To the memory of my mother
and the love of my wife

Contents

Preface
I ‘The French Kid Glove…’
II ‘…The Hand of Albion’
III The Fall
IV Organization
V To England
VI Prosper
VII The Trojan Horse
VIII The Rules of the Game
IX An Eastern Influence
X Down to Business
XI The Other Game
XII In the Wilderness
XIII Consequences
XIV Cockade
XV Denunciation
XVI Arrangements
XVII Trials
XVIII Afterwards
Bibliography
References in the Text
Footnotes
A Note on the Author

The major SOE networks in June 1943

Preface

During the summer of 1943, Britain’s wartime secret service, the Special Operations Executive – SOE – suffered a major collapse of its networks in northern France. It was a disaster of monumental proportions, a disaster from which the SOE never properly recovered. The story of that collapse lies at the very heart of the history of Britain’s secret war alongside the French Resistance. It is a story that is engraved upon the memories of those who were there and survived. For apart from the terrible loss of life and
materiel
, the collapse precipitated a serious crisis of confidence. After the war, stories proliferated – on both sides of the Channel – of betrayal, deception and English perfidy. An official history went to considerable length to silence these rumours, and for a while it succeeded. But the passing years nurtured old suspicions. If one picks up a well-read copy of
The SOE in France
, it will invariably fall open at the events surrounding the collapse of the northern networks and the role played by an individual by the name of Henri Déricourt. What makes these few pages so fascinating is that they raise more questions than they answer.

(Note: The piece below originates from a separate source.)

//! Coordination of history fetch, live events and local edits.

pub mod coordinator;

pub use coordinator::{SyncCoordinator, DEFAULT_FILE_CONTENT};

In fact all accounts of the events in France during 1943 are less than satisfying simply because authors have been hampered by the singular inaccessibility of the relevant material. All SOE’s records are held in perpetual custody by the Secret Intelligence Service (MI6). Time, a little good fortune and a great deal of effort have shaken some of this material free. This development, coupled with the
recollections of veterans and survivors and of many others not previously connected with the story, now makes it possible to produce a realistic, though hardly agreeable, explanation for SOE’s very worst disaster.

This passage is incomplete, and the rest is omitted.